Portanto, deve-se compreender a frase de Aristóteles considerando que o todo é maior, e também é diferente, da soma de suas partes.

Neste ponto, o texto poderia discorrer sobre a teoria dos sistemas, mas não é esse o foco. Desloco o pensamento para uma variante entre o âmbito privado e o público, o individual e o coletivo.

Em 1810 foi publicado o livro "Princípios de política aplicáveis a todos os governos" de Henri-Benjamin Constant de Rebecque (1767-1830) [1], um ácido crítico de Rousseau, em especial de sua concepção de vontade geral ancorada no povo, e árduo defensor das liberdades individuais. Nesse livro surgem as ideias centrais de um famoso discurso que proferiu em 1819, denominado "A liberdade dos antigos comparada à dos modernos". Toda a argumentação desenvolvida foi no sentido da inadequação da tentativa de instituir o sistema antigo de liberdades em um contexto moderno, e a perversão gerada por tal fato. Daí por que liberdades individuais refletindo direitos individuais seriam sacrossantas mesmo na presença da vontade popular [2].
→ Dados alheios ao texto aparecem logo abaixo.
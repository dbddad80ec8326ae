//! Derivative cache for incremental builds.
//!
//! Decoding and encoding dominate a build, especially when a native tool has
//! to convert the source first. This module lets the pipeline skip both when
//! the source file and the derivative parameters haven't changed since the
//! last build.
//!
//! # Design
//!
//! The cache only covers derivative writes. EXIF extraction and record
//! assembly always run, so the catalog content never depends on cache state.
//!
//! ## Cache keys
//!
//! Entries are keyed by the derivative's web path (`/thumbnails/a/b.jpg`).
//! Each stores:
//!
//! - **`source_hash`**: SHA-256 of the source file contents. Content-based
//!   rather than mtime-based so it survives `git checkout` (which resets
//!   modification times).
//! - **`params_hash`**: SHA-256 of the derivative kind, size bound, quality
//!   and conversion strategy. If any of these change, the derivative is
//!   re-encoded.
//! - **`source_width` / `source_height`**: the decoded source size, which
//!   feeds the catalog's width/height fallback when decoding is skipped.
//!
//! A hit requires a matching entry **and** the derivative still on disk.
//!
//! ## Bypassing the cache
//!
//! `build --no-cache` starts from an empty manifest, so every derivative is
//! re-encoded. Old files are overwritten naturally.

use sha2::{Digest, Sha256};
use std::collections::{BTreeMap, HashSet};
use std::fmt;
use std::io;
use std::path::Path;
use tracing::warn;

use crate::imaging::{DerivativeKind, Dimensions};
use crate::strategy::Strategy;

/// Version of the cache manifest format. Bump this to invalidate all
/// existing caches when the format or key computation changes.
const MANIFEST_VERSION: u32 = 1;

/// A single cached derivative.
#[derive(Debug, Clone, serde::Serialize, serde::Deserialize, PartialEq, Eq)]
pub struct CacheEntry {
    pub source_hash: String,
    pub params_hash: String,
    pub source_width: u32,
    pub source_height: u32,
}

/// On-disk cache manifest mapping derivative web paths to entries.
#[derive(Debug, Clone, PartialEq, serde::Serialize, serde::Deserialize)]
pub struct CacheManifest {
    pub version: u32,
    pub entries: BTreeMap<String, CacheEntry>,
}

impl CacheManifest {
    /// Create an empty manifest (used for `--no-cache` or first build).
    pub fn empty() -> Self {
        Self {
            version: MANIFEST_VERSION,
            entries: BTreeMap::new(),
        }
    }

    /// Load from disk. Returns an empty manifest if the file doesn't exist
    /// or can't be parsed (version mismatch, corruption).
    pub fn load(path: &Path) -> Self {
        let content = match std::fs::read_to_string(path) {
            Ok(c) => c,
            Err(_) => return Self::empty(),
        };
        let manifest: Self = match serde_json::from_str(&content) {
            Ok(m) => m,
            Err(err) => {
                warn!(path = %path.display(), error = %err, "ignoring unreadable cache manifest");
                return Self::empty();
            }
        };
        if manifest.version != MANIFEST_VERSION {
            return Self::empty();
        }
        manifest
    }

    pub fn save(&self, path: &Path) -> io::Result<()> {
        if let Some(parent) = path.parent() {
            std::fs::create_dir_all(parent)?;
        }
        let json = serde_json::to_string_pretty(self)?;
        std::fs::write(path, json)
    }

    /// Stored source dimensions if `key` was built from the same source with
    /// the same parameters and `output` still exists.
    pub fn lookup(
        &self,
        key: &str,
        source_hash: &str,
        params_hash: &str,
        output: &Path,
    ) -> Option<Dimensions> {
        let entry = self.entries.get(key)?;
        if entry.source_hash == source_hash && entry.params_hash == params_hash && output.exists()
        {
            Some(Dimensions::new(entry.source_width, entry.source_height))
        } else {
            None
        }
    }

    pub fn insert(&mut self, key: String, entry: CacheEntry) {
        self.entries.insert(key, entry);
    }

    /// Drop entries for derivatives that weren't part of this run.
    pub fn retain_keys(&mut self, live: &HashSet<String>) {
        self.entries.retain(|key, _| live.contains(key));
    }
}

/// SHA-256 hash of a file's contents, returned as a hex string.
pub fn hash_file(path: &Path) -> io::Result<String> {
    let bytes = std::fs::read(path)?;
    let digest = Sha256::digest(&bytes);
    Ok(format!("{:x}", digest))
}

/// SHA-256 hash of everything that shapes a derivative besides its source.
pub fn hash_derivative_params(
    kind: DerivativeKind,
    bound: u32,
    quality: u32,
    strategy: Strategy,
) -> String {
    let mut hasher = Sha256::new();
    hasher.update(kind.to_string().as_bytes());
    hasher.update(b"\0");
    hasher.update(bound.to_le_bytes());
    hasher.update(quality.to_le_bytes());
    hasher.update(strategy.to_string().as_bytes());
    format!("{:x}", hasher.finalize())
}

/// Summary of cache performance for a build run.
#[derive(Debug, Default, Clone, Copy, PartialEq, Eq)]
pub struct CacheStats {
    pub hits: u32,
    pub misses: u32,
}

impl CacheStats {
    pub fn hit(&mut self) {
        self.hits += 1;
    }

    pub fn miss(&mut self) {
        self.misses += 1;
    }

    pub fn total(&self) -> u32 {
        self.hits + self.misses
    }
}

impl fmt::Display for CacheStats {
    fn fmt(&self, f: &mut fmt::Formatter<'_>) -> fmt::Result {
        if self.hits > 0 {
            write!(
                f,
                "{} cached, {} encoded ({} total)",
                self.hits,
                self.misses,
                self.total()
            )
        } else {
            write!(f, "{} encoded", self.misses)
        }
    }
}
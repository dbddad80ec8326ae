use clap::{Parser, Subcommand};
use contact_sheet::{config, output, process, scan};
use std::path::PathBuf;
use tracing_subscriber::EnvFilter;

#[derive(Parser)]
#[command(name = "contact-sheet")]
#[command(about = "Builds thumbnails, web derivatives and a JSON catalog for a photo gallery")]
#[command(long_about = "\
Builds thumbnails, web derivatives and a JSON catalog for a photo gallery

Photos are read from the public directory; the first subdirectory is the
category. Everything else is generated.

Project structure:

  project/
  ├── contact-sheet.toml           # Optional config (see gen-config)
  ├── public/
  │   ├── photos/                  # Sources (read-only)
  │   │   ├── landscape/dawn.jpg   # Web-safe: served as-is
  │   │   ├── street/market.heic   # Converted with sips or heif-convert
  │   │   └── trip/IMG_0042.CR2    # Converted with sips or exiftool preview
  │   ├── thumbnails/              # Generated, one per photo
  │   └── optimized/               # Generated, non-web-safe photos only
  └── src/data/photos.json         # Generated catalog

Run 'contact-sheet gen-config' to print a documented contact-sheet.toml.")]
#[command(version)]
struct Cli {
    /// Project directory
    #[arg(long, default_value = ".", global = true)]
    project: PathBuf,

    /// Increase log verbosity (-v debug, -vv trace)
    #[arg(short, long, action = clap::ArgAction::Count, global = true)]
    verbose: u8,

    #[command(subcommand)]
    command: Command,
}

#[derive(Subcommand)]
enum Command {
    /// Generate derivatives and write the catalog
    Build {
        /// Ignore the derivative cache and re-encode everything
        #[arg(long)]
        no_cache: bool,
    },
    /// List discovered photos with their format tier and conversion strategy
    Check,
    /// Print a stock contact-sheet.toml with all options documented
    GenConfig,
}

fn main() -> Result<(), Box<dyn std::error::Error>> {
    let cli = Cli::parse();
    init_tracing(cli.verbose);

    match cli.command {
        Command::Build { no_cache } => {
            let config = config::load_config(&cli.project)?;
            let options = process::RunOptions {
                use_cache: !no_cache,
            };
            let (tx, rx) = std::sync::mpsc::channel();
            let printer = std::thread::spawn(move || {
                for event in rx {
                    for line in output::format_process_event(&event) {
                        println!("{}", line);
                    }
                }
            });
            let result = process::run(&cli.project, &config, &options, Some(tx));
            // The sender is dropped by now, so the printer drains and exits.
            if printer.join().is_err() {
                tracing::warn!("progress printer panicked");
            }
            let report = result?;
            println!();
            output::print_summary(&report);
        }
        Command::Check => {
            let config = config::load_config(&cli.project)?;
            let paths = config.paths.resolve(&cli.project);
            println!("==> Checking {}", paths.photos.display());
            let files = scan::scan(&paths.photos, &config.catalog.fallback_category)?;
            output::print_check_output(&files, config.tools.platform.resolve());
        }
        Command::GenConfig => {
            print!("{}", config::stock_config_toml());
        }
    }

    Ok(())
}

/// `RUST_LOG` wins; otherwise `warn`, raised by each `-v`.
fn init_tracing(verbose: u8) {
    let default = match verbose {
        0 => "warn",
        1 => "debug",
        _ => "trace",
    };
    let filter = EnvFilter::try_from_default_env().unwrap_or_else(|_| EnvFilter::new(default));
    tracing_subscriber::fmt()
        .with_env_filter(filter)
        .with_writer(std::io::stderr)
        .init();
}
//! # Contact Sheet
//!
//! Builds the photo catalog for a static gallery site. Photos live under the
//! site's public directory, one subdirectory per category; each run produces
//! a thumbnail for every photo, a browser-friendly copy for every photo the
//! browser can't show directly, and a JSON catalog of normalized EXIF data.
//!
//! # Architecture: One Sequential Pass
//!
//! ```text
//! public/photos/  →  scan          (files + format tier + category)
//!                 →  strategy      (direct / sips / heif-convert / preview)
//!                 →  imaging       (thumbnail + optimized JPEG)
//!                 →  metadata      (EXIF → display fields)
//!                 →  catalog       (sorted, atomically written JSON)
//! ```
//!
//! Files are processed one at a time. A file that fails is logged and left
//! out of the catalog; only a missing source directory stops the run.
//!
//! # Module Map
//!
//! | Module | Role |
//! |--------|------|
//! | [`formats`] | Extension → format tier |
//! | [`scan`] | Walks the source root, derives categories |
//! | [`naming`] | Record ids, derivative stems, web paths |
//! | [`strategy`] | Chooses and runs the conversion path for each tier |
//! | [`tools`] | Native tool invocation and scratch directories |
//! | [`imaging`] | Pure-Rust decode, resize and JPEG encode |
//! | [`metadata`] | EXIF extraction and normalization |
//! | [`types`] | The catalog record |
//! | [`catalog`] | Sort order and catalog persistence |
//! | [`cache`] | Skips unchanged derivatives across runs |
//! | [`process`] | The per-file pipeline and the run |
//! | [`config`] | `contact-sheet.toml` loading and validation |
//! | [`output`] | CLI output formatting |
//!
//! # Design Decisions
//!
//! ## Three Format Tiers
//!
//! JPEG, PNG, WebP and friends are served as-is; the catalog points straight
//! at the original and only a thumbnail is generated. TIFF and BMP decode
//! in-process but need a JPEG copy for the browser. HEIC and camera RAW can't
//! be decoded in pure Rust at all, so a native tool turns them into something
//! the `image` crate can read first.
//!
//! ## Native Tools Are a Failure Domain
//!
//! `sips`, `heif-convert` and `exiftool` may be missing, broken, or slow. Every
//! invocation goes through [`tools::ToolRunner`], so a missing tool is just a
//! per-file failure and tests can script tool behavior without installing
//! anything.
//!
//! ## Deterministic Output
//!
//! Scan order is sorted, ids are allocated in scan order, and the catalog
//! order is total. Two runs over the same photos write byte-identical
//! catalogs, with or without the derivative cache.

pub mod cache;
pub mod catalog;
pub mod config;
pub mod formats;
pub mod imaging;
pub mod metadata;
pub mod naming;
pub mod output;
pub mod process;
pub mod scan;
pub mod strategy;
pub mod tools;
pub mod types;

#[cfg(test)]
pub(crate) mod test_helpers;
Benjamin Constant delineia várias diferenças entre a liberdade dos antigos e dos modernos, sendo a mais relevante a constatação de que os antigos se constituíam em cidadãos na participação política na polis, enquanto para os modernos a liberdade se reflete nas liberdades individuais, isso em razão do aumento da população e da amplitude dos territórios nos Estados modernos. Diz o autor que, "se excetuarmos Atenas, todas as repúblicas gregas submetiam os indivíduos a uma quase ilimitada jurisdição política. O mesmo ocorreu nos grandes séculos do Império romano. O indivíduo era inteiramente sacrificado à coletividade [3]. (…) Cada cidadão, nas repúblicas antigas, circunscrito pela pouca extensão do território, tinha grande importância em termos políticos. O exercício dos direitos políticos era ocupação e desfrute de todos. Por exemplo, em Atenas, todas as pessoas tomavam parte nos julgamentos. Sua parcela de soberania não era, como em nossos tempos, uma suposição abstrata. A vontade das pessoas tinha influência real e não era suscetível à falsificação mendaz ou à representação corrupta. […]. Hoje, a massa de cidadãos é convocada a exercer sua soberania apenas de forma ilusória. […] A felicidade da maioria não mais repousa no desfrute do poder, e sim na liberdade individual. Entre os antigos, a extensão do poder político constituía prerrogativa de cada cidadão. Na atualidade, ela consiste nos sacrifícios que os indivíduos fazem" [4].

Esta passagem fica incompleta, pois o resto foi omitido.